The Company also sponsors a savings and profit sharing plan under section 401(k) of the Internal Revenue Code covering U.S. based union employees. Employees must complete one calendar month of service and there is no age requirement as of the plan’s entry dates. Participants may contribute up to 100% of their regular wages, subject to IRS limitations, and the Company matches 50% of each dollar contributed by the employee up to 10% of their wages. In addition, the Company has reserved the right to make discretionary profit sharing contributions to employee accounts. The Company has made no discretionary profit sharing contributions. Employer matching contributions were $145, $131, and $129 for the years ended December 31, 2015, 2014 and 2013, respectively.
 
Defined Benefit and Postretirement Welfare Plan
 
AMRI Rensselaer maintains a non-contributory defined benefit plan (salaried and hourly) and a non-contributory, unfunded post-retirement welfare plan, covering substantially all employees. Benefits for the salaried defined benefit plan are based on salary and years of service. Benefits for the hourly defined benefit plan (for union employees) are based on negotiated benefits and years of service.

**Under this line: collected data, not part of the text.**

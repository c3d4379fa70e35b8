//! HTTP DTOs for the chat and search endpoints.

use serde::{Deserialize, Serialize};

use crate::domain::retrieval::SearchHit;

// ════════════════════════════════════════════════════════════════════════
// Request DTOs
// ════════════════════════════════════════════════════════════════════════

/// Request to start a chat session.
#[derive(Debug, Clone, Deserialize)]
pub struct StartSessionRequest {
    pub name: String,
    pub phone: String,
}

/// One turn of the guided flow.
#[derive(Debug, Clone, Deserialize)]
pub struct ChatRequest {
    pub session_id: String,
    pub action: String,
    #[serde(default)]
    pub value: Option<String>,
}

/// Free-text semantic search request.
#[derive(Debug, Clone, Deserialize)]
pub struct SearchRequest {
    pub query: String,
    #[serde(default)]
    pub limit: Option<usize>,
}

// ════════════════════════════════════════════════════════════════════════
// Response DTOs
// ════════════════════════════════════════════════════════════════════════

/// Ranked search results.
#[derive(Debug, Clone, Serialize)]
pub struct SearchResponse {
    pub results: Vec<SearchHit>,
}

/// Per-service summary for the services listing.
#[derive(Debug, Clone, Serialize)]
pub struct ServiceSummary {
    pub service: String,
    pub categories: Vec<String>,
    pub question_count: usize,
}

/// Health probe response.
#[derive(Debug, Clone, Serialize)]
pub struct HealthResponse {
    pub status: &'static str,
    pub service: &'static str,
}

/// Uniform error body.
#[derive(Debug, Clone, Serialize)]
pub struct ErrorResponse {
    pub code: String,
    pub message: String,
}

impl ErrorResponse {
    pub fn new(code: impl Into<String>, message: impl Into<String>) -> Self {
        Self {
            code: code.into(),
            message: message.into(),
        }
    }

    pub fn bad_request(message: impl Into<String>) -> Self {
        Self::new("BAD_REQUEST", message)
    }

    pub fn not_found(message: impl Into<String>) -> Self {
        Self::new("NOT_FOUND", message)
    }

    pub fn unprocessable(message: impl Into<String>) -> Self {
        Self::new("VALIDATION_FAILED", message)
    }

    pub fn unavailable(message: impl Into<String>) -> Self {
        Self::new("UNAVAILABLE", message)
    }

    pub fn internal(message: impl Into<String>) -> Self {
        Self::new("INTERNAL_ERROR", message)
    }
}
//! File-based Vector Index Adapter
//!
//! Persists each collection as one JSON file under a base directory, so
//! a process restart can reuse the embedded vectors without re-embedding.
//! Search is an exhaustive scan; the knowledge base is small enough that
//! an approximate index would be overkill.

use async_trait::async_trait;
use serde::{Deserialize, Serialize};
use std::path::{Path, PathBuf};
use tokio::fs;

use crate::domain::retrieval::EmbeddingRecord;
use crate::ports::{DistanceMetric, IndexHit, VectorIndexError, VectorIndexStore};

/// On-disk shape of one collection.
#[derive(Debug, Serialize, Deserialize)]
struct StoredCollection {
    metric: DistanceMetric,
    records: Vec<EmbeddingRecord>,
}

/// File-backed vector index store.
#[derive(Debug, Clone)]
pub struct FileVectorIndex {
    base_path: PathBuf,
}

impl FileVectorIndex {
    /// Creates a store rooted at the given directory.
    pub fn new<P: AsRef<Path>>(base_path: P) -> Self {
        Self {
            base_path: base_path.as_ref().to_path_buf(),
        }
    }

    fn collection_path(&self, name: &str) -> PathBuf {
        self.base_path.join(format!("{name}.json"))
    }

    async fn read_collection(&self, name: &str) -> Result<StoredCollection, VectorIndexError> {
        let path = self.collection_path(name);
        if !path.exists() {
            return Err(VectorIndexError::CollectionNotFound(name.to_string()));
        }

        let raw = fs::read_to_string(&path)
            .await
            .map_err(|e| VectorIndexError::Io(e.to_string()))?;
        serde_json::from_str(&raw).map_err(|e| VectorIndexError::Serialization(e.to_string()))
    }

    async fn write_collection(
        &self,
        name: &str,
        collection: &StoredCollection,
    ) -> Result<(), VectorIndexError> {
        fs::create_dir_all(&self.base_path)
            .await
            .map_err(|e| VectorIndexError::Io(e.to_string()))?;

        let raw = serde_json::to_string(collection)
            .map_err(|e| VectorIndexError::Serialization(e.to_string()))?;
        fs::write(self.collection_path(name), raw)
            .await
            .map_err(|e| VectorIndexError::Io(e.to_string()))
    }
}

#[async_trait]
impl VectorIndexStore for FileVectorIndex {
    async fn create(&self, name: &str, metric: DistanceMetric) -> Result<(), VectorIndexError> {
        self.write_collection(
            name,
            &StoredCollection {
                metric,
                records: Vec::new(),
            },
        )
        .await
    }

    async fn count(&self, name: &str) -> Result<Option<usize>, VectorIndexError> {
        match self.read_collection(name).await {
            Ok(collection) => Ok(Some(collection.records.len())),
            Err(VectorIndexError::CollectionNotFound(_)) => Ok(None),
            Err(e) => Err(e),
        }
    }

    async fn delete(&self, name: &str) -> Result<(), VectorIndexError> {
        let path = self.collection_path(name);
        if path.exists() {
            fs::remove_file(&path)
                .await
                .map_err(|e| VectorIndexError::Io(e.to_string()))?;
        }
        Ok(())
    }

    async fn add(
        &self,
        name: &str,
        records: Vec<EmbeddingRecord>,
    ) -> Result<(), VectorIndexError> {
        let mut collection = self.read_collection(name).await?;

        if let Some(first) = collection.records.first().or(records.first()) {
            let expected = first.vector.len();
            for record in &records {
                if record.vector.len() != expected {
                    return Err(VectorIndexError::DimensionMismatch {
                        expected,
                        actual: record.vector.len(),
                    });
                }
            }
        }

        collection.records.extend(records);
        self.write_collection(name, &collection).await
    }

    async fn query(
        &self,
        name: &str,
        vector: &[f32],
        k: usize,
    ) -> Result<Vec<IndexHit>, VectorIndexError> {
        let collection = self.read_collection(name).await?;

        if let Some(first) = collection.records.first() {
            if first.vector.len() != vector.len() {
                return Err(VectorIndexError::DimensionMismatch {
                    expected: first.vector.len(),
                    actual: vector.len(),
                });
            }
        }

        let mut hits: Vec<IndexHit> = collection
            .records
            .iter()
            .map(|record| IndexHit {
                entry_id: record.entry_id.clone(),
                distance: distance(collection.metric, vector, &record.vector),
                payload: record.payload.clone(),
            })
            .collect();

        // Stable sort: equal distances keep knowledge-base insertion order.
        hits.sort_by(|a, b| a.distance.total_cmp(&b.distance));
        hits.truncate(k);
        Ok(hits)
    }
}

fn distance(metric: DistanceMetric, a: &[f32], b: &[f32]) -> f64 {
    match metric {
        DistanceMetric::Cosine => 1.0 - cosine_similarity(a, b),
    }
}

/// Cosine similarity in [-1, 1]; zero-magnitude vectors compare as 0.
fn cosine_similarity(a: &[f32], b: &[f32]) -> f64 {
    let mut dot = 0.0f64;
    let mut norm_a = 0.0f64;
    let mut norm_b = 0.0f64;
    for (x, y) in a.iter().zip(b) {
        dot += (*x as f64) * (*y as f64);
        norm_a += (*x as f64) * (*x as f64);
        norm_b += (*y as f64) * (*y as f64);
    }
    if norm_a == 0.0 || norm_b == 0.0 {
        return 0.0;
    }
    dot / (norm_a.sqrt() * norm_b.sqrt())
}

#[cfg(test)]
mod tests {
    use super::*;
    use crate::domain::retrieval::EntryPayload;
    use tempfile::TempDir;

    fn record(id: &str, vector: Vec<f32>) -> EmbeddingRecord {
        EmbeddingRecord {
            entry_id: id.to_string(),
            vector,
            composite_text: format!("text for {id}"),
            payload: EntryPayload {
                service: "Login".to_string(),
                category: "Login".to_string(),
                question: format!("question {id}"),
                answer: format!("answer {id}"),
            },
        }
    }

    #[tokio::test]
    async fn count_is_none_before_create() {
        let dir = TempDir::new().unwrap();
        let store = FileVectorIndex::new(dir.path());
        assert_eq!(store.count("kb").await.unwrap(), None);
    }

    #[tokio::test]
    async fn create_add_count_roundtrip() {
        let dir = TempDir::new().unwrap();
        let store = FileVectorIndex::new(dir.path());

        store.create("kb", DistanceMetric::Cosine).await.unwrap();
        assert_eq!(store.count("kb").await.unwrap(), Some(0));

        store
            .add("kb", vec![record("a", vec![1.0, 0.0]), record("b", vec![0.0, 1.0])])
            .await
            .unwrap();
        assert_eq!(store.count("kb").await.unwrap(), Some(2));
    }

    #[tokio::test]
    async fn persists_across_store_instances() {
        let dir = TempDir::new().unwrap();
        {
            let store = FileVectorIndex::new(dir.path());
            store.create("kb", DistanceMetric::Cosine).await.unwrap();
            store.add("kb", vec![record("a", vec![1.0, 0.0])]).await.unwrap();
        }

        let reopened = FileVectorIndex::new(dir.path());
        assert_eq!(reopened.count("kb").await.unwrap(), Some(1));
    }

    #[tokio::test]
    async fn query_ranks_by_ascending_distance() {
        let dir = TempDir::new().unwrap();
        let store = FileVectorIndex::new(dir.path());
        store.create("kb", DistanceMetric::Cosine).await.unwrap();
        store
            .add(
                "kb",
                vec![
                    record("far", vec![-1.0, 0.0]),
                    record("near", vec![1.0, 0.0]),
                    record("mid", vec![0.0, 1.0]),
                ],
            )
            .await
            .unwrap();

        let hits = store.query("kb", &[1.0, 0.0], 3).await.unwrap();
        let ids: Vec<&str> = hits.iter().map(|h| h.entry_id.as_str()).collect();
        assert_eq!(ids, vec!["near", "mid", "far"]);
        assert!(hits[0].distance < hits[1].distance);
        assert_eq!(hits[0].payload.question, "question near");
    }

    #[tokio::test]
    async fn query_ties_keep_insertion_order() {
        let dir = TempDir::new().unwrap();
        let store = FileVectorIndex::new(dir.path());
        store.create("kb", DistanceMetric::Cosine).await.unwrap();
        store
            .add(
                "kb",
                vec![
                    record("first", vec![0.0, 1.0]),
                    record("second", vec![0.0, 1.0]),
                ],
            )
            .await
            .unwrap();

        let hits = store.query("kb", &[0.0, 1.0], 2).await.unwrap();
        let ids: Vec<&str> = hits.iter().map(|h| h.entry_id.as_str()).collect();
        assert_eq!(ids, vec!["first", "second"]);
    }

    #[tokio::test]
    async fn query_truncates_to_k() {
        let dir = TempDir::new().unwrap();
        let store = FileVectorIndex::new(dir.path());
        store.create("kb", DistanceMetric::Cosine).await.unwrap();
        store
            .add(
                "kb",
                (0..10).map(|i| record(&format!("r{i}"), vec![1.0, i as f32])).collect(),
            )
            .await
            .unwrap();

        let hits = store.query("kb", &[1.0, 0.0], 3).await.unwrap();
        assert_eq!(hits.len(), 3);
    }

    #[tokio::test]
    async fn create_replaces_existing_collection() {
        let dir = TempDir::new().unwrap();
        let store = FileVectorIndex::new(dir.path());
        store.create("kb", DistanceMetric::Cosine).await.unwrap();
        store.add("kb", vec![record("a", vec![1.0, 0.0])]).await.unwrap();

        store.create("kb", DistanceMetric::Cosine).await.unwrap();
        assert_eq!(store.count("kb").await.unwrap(), Some(0));
    }

    #[tokio::test]
    async fn delete_is_idempotent() {
        let dir = TempDir::new().unwrap();
        let store = FileVectorIndex::new(dir.path());
        store.create("kb", DistanceMetric::Cosine).await.unwrap();

        store.delete("kb").await.unwrap();
        assert_eq!(store.count("kb").await.unwrap(), None);
        // Deleting an absent collection stays quiet.
        store.delete("kb").await.unwrap();
    }

    #[tokio::test]
    async fn add_rejects_mixed_dimensions() {
        let dir = TempDir::new().unwrap();
        let store = FileVectorIndex::new(dir.path());
        store.create("kb", DistanceMetric::Cosine).await.unwrap();

        let result = store
            .add("kb", vec![record("a", vec![1.0, 0.0]), record("b", vec![1.0])])
            .await;
        assert!(matches!(result, Err(VectorIndexError::DimensionMismatch { .. })));
    }

    #[tokio::test]
    async fn query_missing_collection_fails() {
        let dir = TempDir::new().unwrap();
        let store = FileVectorIndex::new(dir.path());
        let result = store.query("kb", &[1.0], 1).await;
        assert!(matches!(result, Err(VectorIndexError::CollectionNotFound(_))));
    }

    #[test]
    fn cosine_similarity_bounds() {
        assert!((cosine_similarity(&[1.0, 0.0], &[1.0, 0.0]) - 1.0).abs() < 1e-9);
        assert!((cosine_similarity(&[1.0, 0.0], &[-1.0, 0.0]) + 1.0).abs() < 1e-9);
        assert_eq!(cosine_similarity(&[0.0, 0.0], &[1.0, 0.0]), 0.0);
    }
}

The hourly defined benefit plan is covered under a collective bargaining agreement with the International Chemical Workers Union which represents the hourly workforce at AMRI Rensselaer.
 
Effective June 5, 2003, the Company eliminated the accumulation of additional future benefits under the non-contributory, unfunded postretirement welfare plan for salaried employees. Effective August 1, 2003, the Company curtailed the salaried defined benefit pension plan and effective March 1, 2004, the Company curtailed the hourly defined benefit pension plan.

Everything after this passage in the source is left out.